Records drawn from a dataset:
━━━━━━━━

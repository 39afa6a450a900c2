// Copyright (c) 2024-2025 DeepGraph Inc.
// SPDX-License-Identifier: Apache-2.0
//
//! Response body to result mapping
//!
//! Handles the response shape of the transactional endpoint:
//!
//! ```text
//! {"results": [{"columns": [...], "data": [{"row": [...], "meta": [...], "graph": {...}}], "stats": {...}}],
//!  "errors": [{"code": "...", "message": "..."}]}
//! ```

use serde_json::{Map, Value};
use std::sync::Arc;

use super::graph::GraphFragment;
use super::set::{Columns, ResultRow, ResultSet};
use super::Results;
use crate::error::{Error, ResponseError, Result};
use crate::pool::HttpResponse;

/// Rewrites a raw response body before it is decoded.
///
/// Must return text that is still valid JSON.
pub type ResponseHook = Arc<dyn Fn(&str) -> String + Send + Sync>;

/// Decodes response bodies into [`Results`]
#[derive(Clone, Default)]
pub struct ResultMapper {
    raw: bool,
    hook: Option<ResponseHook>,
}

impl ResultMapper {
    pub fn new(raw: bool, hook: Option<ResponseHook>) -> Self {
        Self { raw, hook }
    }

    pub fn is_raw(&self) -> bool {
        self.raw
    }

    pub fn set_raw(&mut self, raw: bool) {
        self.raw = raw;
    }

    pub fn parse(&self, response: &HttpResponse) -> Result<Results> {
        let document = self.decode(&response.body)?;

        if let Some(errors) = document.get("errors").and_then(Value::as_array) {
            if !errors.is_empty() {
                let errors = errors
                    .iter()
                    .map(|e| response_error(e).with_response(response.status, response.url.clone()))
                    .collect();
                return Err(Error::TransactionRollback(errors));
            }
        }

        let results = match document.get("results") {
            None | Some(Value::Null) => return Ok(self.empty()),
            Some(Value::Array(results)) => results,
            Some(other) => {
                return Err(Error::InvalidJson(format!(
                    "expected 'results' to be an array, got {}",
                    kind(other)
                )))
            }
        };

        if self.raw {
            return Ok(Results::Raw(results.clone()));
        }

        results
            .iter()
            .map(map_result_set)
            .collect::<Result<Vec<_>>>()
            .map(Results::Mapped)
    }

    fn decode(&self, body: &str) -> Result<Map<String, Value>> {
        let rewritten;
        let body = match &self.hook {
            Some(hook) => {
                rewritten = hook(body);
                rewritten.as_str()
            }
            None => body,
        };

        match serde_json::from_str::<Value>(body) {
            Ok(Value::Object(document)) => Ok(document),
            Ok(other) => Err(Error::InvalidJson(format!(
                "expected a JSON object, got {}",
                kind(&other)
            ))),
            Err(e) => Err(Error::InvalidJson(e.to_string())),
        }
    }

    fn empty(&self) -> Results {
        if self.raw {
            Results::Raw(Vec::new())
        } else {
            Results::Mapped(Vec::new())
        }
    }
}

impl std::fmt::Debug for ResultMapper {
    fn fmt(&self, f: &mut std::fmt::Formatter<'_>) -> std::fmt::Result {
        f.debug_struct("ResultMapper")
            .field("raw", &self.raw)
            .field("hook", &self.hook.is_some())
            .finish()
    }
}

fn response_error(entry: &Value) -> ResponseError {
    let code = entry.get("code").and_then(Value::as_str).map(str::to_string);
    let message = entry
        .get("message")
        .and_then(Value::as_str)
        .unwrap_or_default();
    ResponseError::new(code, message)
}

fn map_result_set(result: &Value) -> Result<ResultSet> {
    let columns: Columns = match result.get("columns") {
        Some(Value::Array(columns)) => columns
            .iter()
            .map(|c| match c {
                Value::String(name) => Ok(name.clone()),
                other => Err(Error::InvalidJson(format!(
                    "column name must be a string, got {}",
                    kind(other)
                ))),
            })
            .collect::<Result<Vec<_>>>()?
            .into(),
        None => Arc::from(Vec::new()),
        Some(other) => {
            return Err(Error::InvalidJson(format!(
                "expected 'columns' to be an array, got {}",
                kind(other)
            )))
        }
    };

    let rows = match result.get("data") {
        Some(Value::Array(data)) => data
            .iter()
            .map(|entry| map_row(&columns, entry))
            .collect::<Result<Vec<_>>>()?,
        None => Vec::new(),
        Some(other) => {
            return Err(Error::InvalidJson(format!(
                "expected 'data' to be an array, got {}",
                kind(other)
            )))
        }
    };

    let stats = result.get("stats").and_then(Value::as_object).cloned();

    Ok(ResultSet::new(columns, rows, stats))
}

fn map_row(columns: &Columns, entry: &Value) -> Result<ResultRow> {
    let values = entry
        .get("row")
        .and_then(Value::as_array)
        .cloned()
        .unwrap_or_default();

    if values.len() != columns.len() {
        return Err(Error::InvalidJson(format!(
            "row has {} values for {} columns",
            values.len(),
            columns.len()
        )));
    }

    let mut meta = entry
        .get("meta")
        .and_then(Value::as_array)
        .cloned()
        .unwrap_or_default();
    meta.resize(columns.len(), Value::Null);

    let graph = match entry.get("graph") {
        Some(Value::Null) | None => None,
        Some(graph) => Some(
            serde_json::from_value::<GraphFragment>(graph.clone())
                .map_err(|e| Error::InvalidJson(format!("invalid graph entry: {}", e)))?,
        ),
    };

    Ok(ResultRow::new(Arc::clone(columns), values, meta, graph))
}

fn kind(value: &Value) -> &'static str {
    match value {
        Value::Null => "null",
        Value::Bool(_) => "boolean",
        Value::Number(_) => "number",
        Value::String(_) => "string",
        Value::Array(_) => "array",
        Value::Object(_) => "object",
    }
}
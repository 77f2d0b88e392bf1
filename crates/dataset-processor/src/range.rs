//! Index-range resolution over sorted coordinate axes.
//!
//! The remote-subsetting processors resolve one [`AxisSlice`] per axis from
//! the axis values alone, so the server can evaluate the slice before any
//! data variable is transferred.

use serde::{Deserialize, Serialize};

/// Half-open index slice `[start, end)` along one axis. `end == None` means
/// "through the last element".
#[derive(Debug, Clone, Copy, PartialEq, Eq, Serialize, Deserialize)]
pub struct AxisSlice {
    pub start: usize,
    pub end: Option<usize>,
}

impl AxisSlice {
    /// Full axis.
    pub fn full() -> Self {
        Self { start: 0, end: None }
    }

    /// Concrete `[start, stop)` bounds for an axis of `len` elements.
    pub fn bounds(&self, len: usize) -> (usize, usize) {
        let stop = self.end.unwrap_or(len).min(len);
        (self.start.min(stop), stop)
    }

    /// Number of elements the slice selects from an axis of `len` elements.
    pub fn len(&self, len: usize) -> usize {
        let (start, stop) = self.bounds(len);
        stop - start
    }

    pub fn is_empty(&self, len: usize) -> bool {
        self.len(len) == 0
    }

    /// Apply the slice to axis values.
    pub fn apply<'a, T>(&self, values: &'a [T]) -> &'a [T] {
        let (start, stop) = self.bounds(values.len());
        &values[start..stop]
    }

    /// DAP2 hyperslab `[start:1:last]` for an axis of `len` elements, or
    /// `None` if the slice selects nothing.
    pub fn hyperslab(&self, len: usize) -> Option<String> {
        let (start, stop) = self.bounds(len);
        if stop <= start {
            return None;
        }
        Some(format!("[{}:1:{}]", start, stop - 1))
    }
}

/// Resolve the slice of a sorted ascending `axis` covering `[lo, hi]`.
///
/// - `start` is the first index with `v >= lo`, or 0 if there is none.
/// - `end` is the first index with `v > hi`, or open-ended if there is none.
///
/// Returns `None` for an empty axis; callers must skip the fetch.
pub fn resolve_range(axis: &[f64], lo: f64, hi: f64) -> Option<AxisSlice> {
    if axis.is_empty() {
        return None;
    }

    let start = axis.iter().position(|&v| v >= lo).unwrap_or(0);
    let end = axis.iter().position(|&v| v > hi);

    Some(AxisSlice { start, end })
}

━━━━━━━━

Each record above has to be repeated word for word.

repository 39afa6a450a900c2
// Copyright (c) 2024-2025 DeepGraph Inc.
// SPDX-License-Identifier: Apache-2.0
//
//! Response body to result mapping
//!
//! Handles the response shape of the transactional endpoint:
//!
//! ```text
//! {"results": [{"columns": [...], "data": [{"row": [...], "meta": [...], "graph": {...}}], "stats": {...}}],
//!  "errors": [{"code": "...", "message": "..."}]}
//! ```

use serde_json::{Map, Value};
use std::sync::Arc;

use super::graph::GraphFragment;
use super::set::{Columns, ResultRow, ResultSet};
use super::Results;
use crate::error::{Error, ResponseError, Result};
use crate::pool::HttpResponse;

/// Rewrites a raw response body before it is decoded.
///
/// Must return text that is still valid JSON.
pub type ResponseHook = Arc<dyn Fn(&str) -> String + Send + Sync>;

/// Decodes response bodies into [`Results`]
#[derive(Clone, Default)]
pub struct ResultMapper {
    raw: bool,
    hook: Option<ResponseHook>,
}

impl ResultMapper {
    pub fn new(raw: bool, hook: Option<ResponseHook>) -> Self {
        Self { raw, hook }
    }

    pub fn is_raw(&self) -> bool {
        self.raw
    }

    pub fn set_raw(&mut self, raw: bool) {
        self.raw = raw;
    }

    pub fn parse(&self, response: &HttpResponse) -> Result<Results> {
        let document = self.decode(&response.body)?;

        if let Some(errors) = document.get("errors").and_then(Value::as_array) {
            if !errors.is_empty() {
                let errors = errors
                    .iter()
                    .map(|e| response_error(e).with_response(response.status, response.url.clone()))
                    .collect();
                return Err(Error::TransactionRollback(errors));
            }
        }

        let results = match document.get("results") {
            None | Some(Value::Null) => return Ok(self.empty()),
            Some(Value::Array(results)) => results,
            Some(other) => {
                return Err(Error::InvalidJson(format!(
                    "expected 'results' to be an array, got {}",
                    kind(other)
                )))
            }
        };

        if self.raw {
            return Ok(Results::Raw(results.clone()));
        }

        results
            .iter()
            .map(map_result_set)
            .collect::<Result<Vec<_>>>()
            .map(Results::Mapped)
    }

    fn decode(&self, body: &str) -> Result<Map<String, Value>> {
        let rewritten;
        let body = match &self.hook {
            Some(hook) => {
                rewritten = hook(body);
                rewritten.as_str()
            }
            None => body,
        };

        match serde_json::from_str::<Value>(body) {
            Ok(Value::Object(document)) => Ok(document),
            Ok(other) => Err(Error::InvalidJson(format!(
                "expected a JSON object, got {}",
                kind(&other)
            ))),
            Err(e) => Err(Error::InvalidJson(e.to_string())),
        }
    }

    fn empty(&self) -> Results {
        if self.raw {
            Results::Raw(Vec::new())
        } else {
            Results::Mapped(Vec::new())
        }
    }
}

impl std::fmt::Debug for ResultMapper {
    fn fmt(&self, f: &mut std::fmt::Formatter<'_>) -> std::fmt::Result {
        f.debug_struct("ResultMapper")
            .field("raw", &self.raw)
            .field("hook", &self.hook.is_some())
            .finish()
    }
}

fn response_error(entry: &Value) -> ResponseError {
    let code = entry.get("code").and_then(Value::as_str).map(str::to_string);
    let message = entry
        .get("message")
        .and_then(Value::as_str)
        .unwrap_or_default();
    ResponseError::new(code, message)
}

fn map_result_set(result: &Value) -> Result<ResultSet> {
    let columns: Columns = match result.get("columns") {
        Some(Value::Array(columns)) => columns
            .iter()
            .map(|c| match c {
                Value::String(name) => Ok(name.clone()),
                other => Err(Error::InvalidJson(format!(
                    "column name must be a string, got {}",
                    kind(other)
                ))),
            })
            .collect::<Result<Vec<_>>>()?
            .into(),
        None => Arc::from(Vec::new()),
        Some(other) => {
            return Err(Error::InvalidJson(format!(
                "expected 'columns' to be an array, got {}",
                kind(other)
            )))
        }
    };

    let rows = match result.get("data") {
        Some(Value::Array(data)) => data
            .iter()
            .map(|entry| map_row(&columns, entry))
            .collect::<Result<Vec<_>>>()?,
        None => Vec::new(),
        Some(other) => {
            return Err(Error::InvalidJson(format!(
                "expected 'data' to be an array, got {}",
                kind(other)
            )))
        }
    };

    let stats = result.get("stats").and_then(Value::as_object).cloned();

    Ok(ResultSet::new(columns, rows, stats))
}

fn map_row(columns: &Columns, entry: &Value) -> Result<ResultRow> {
    let values = entry
        .get("row")
        .and_then(Value::as_array)
        .cloned()
        .unwrap_or_default();

    if values.len() != columns.len() {
        return Err(Error::InvalidJson(format!(
            "row has {} values for {} columns",
            values.len(),
            columns.len()
        )));
    }

    let mut meta = entry
        .get("meta")
        .and_then(Value::as_array)
        .cloned()
        .unwrap_or_default();
    meta.resize(columns.len(), Value::Null);

    let graph = match entry.get("graph") {
        Some(Value::Null) | None => None,
        Some(graph) => Some(
            serde_json::from_value::<GraphFragment>(graph.clone())
                .map_err(|e| Error::InvalidJson(format!("invalid graph entry: {}", e)))?,
        ),
    };

    Ok(ResultRow::new(Arc::clone(columns), values, meta, graph))
}

fn kind(value: &Value) -> &'static str {
    match value {
        Value::Null => "null",
        Value::Bool(_) => "boolean",
        Value::Number(_) => "number",
        Value::String(_) => "string",
        Value::Array(_) => "array",
        Value::Object(_) => "object",
    }
}
repository 77f2d0b88e392bf1
filename crates/dataset-processor/src/range.rs
//! Index-range resolution over sorted coordinate axes.
//!
//! The remote-subsetting processors resolve one [`AxisSlice`] per axis from
//! the axis values alone, so the server can evaluate the slice before any
//! data variable is transferred.

use serde::{Deserialize, Serialize};

/// Half-open index slice `[start, end)` along one axis. `end == None` means
/// "through the last element".
#[derive(Debug, Clone, Copy, PartialEq, Eq, Serialize, Deserialize)]
pub struct AxisSlice {
    pub start: usize,
    pub end: Option<usize>,
}

impl AxisSlice {
    /// Full axis.
    pub fn full() -> Self {
        Self { start: 0, end: None }
    }

    /// Concrete `[start, stop)` bounds for an axis of `len` elements.
    pub fn bounds(&self, len: usize) -> (usize, usize) {
        let stop = self.end.unwrap_or(len).min(len);
        (self.start.min(stop), stop)
    }

    /// Number of elements the slice selects from an axis of `len` elements.
    pub fn len(&self, len: usize) -> usize {
        let (start, stop) = self.bounds(len);
        stop - start
    }

    pub fn is_empty(&self, len: usize) -> bool {
        self.len(len) == 0
    }

    /// Apply the slice to axis values.
    pub fn apply<'a, T>(&self, values: &'a [T]) -> &'a [T] {
        let (start, stop) = self.bounds(values.len());
        &values[start..stop]
    }

    /// DAP2 hyperslab `[start:1:last]` for an axis of `len` elements, or
    /// `None` if the slice selects nothing.
    pub fn hyperslab(&self, len: usize) -> Option<String> {
        let (start, stop) = self.bounds(len);
        if stop <= start {
            return None;
        }
        Some(format!("[{}:1:{}]", start, stop - 1))
    }
}

/// Resolve the slice of a sorted ascending `axis` covering `[lo, hi]`.
///
/// - `start` is the first index with `v >= lo`, or 0 if there is none.
/// - `end` is the first index with `v > hi`, or open-ended if there is none.
///
/// Returns `None` for an empty axis; callers must skip the fetch.
pub fn resolve_range(axis: &[f64], lo: f64, hi: f64) -> Option<AxisSlice> {
    if axis.is_empty() {
        return None;
    }

    let start = axis.iter().position(|&v| v >= lo).unwrap_or(0);
    let end = axis.iter().position(|&v| v > hi);

    Some(AxisSlice { start, end })
}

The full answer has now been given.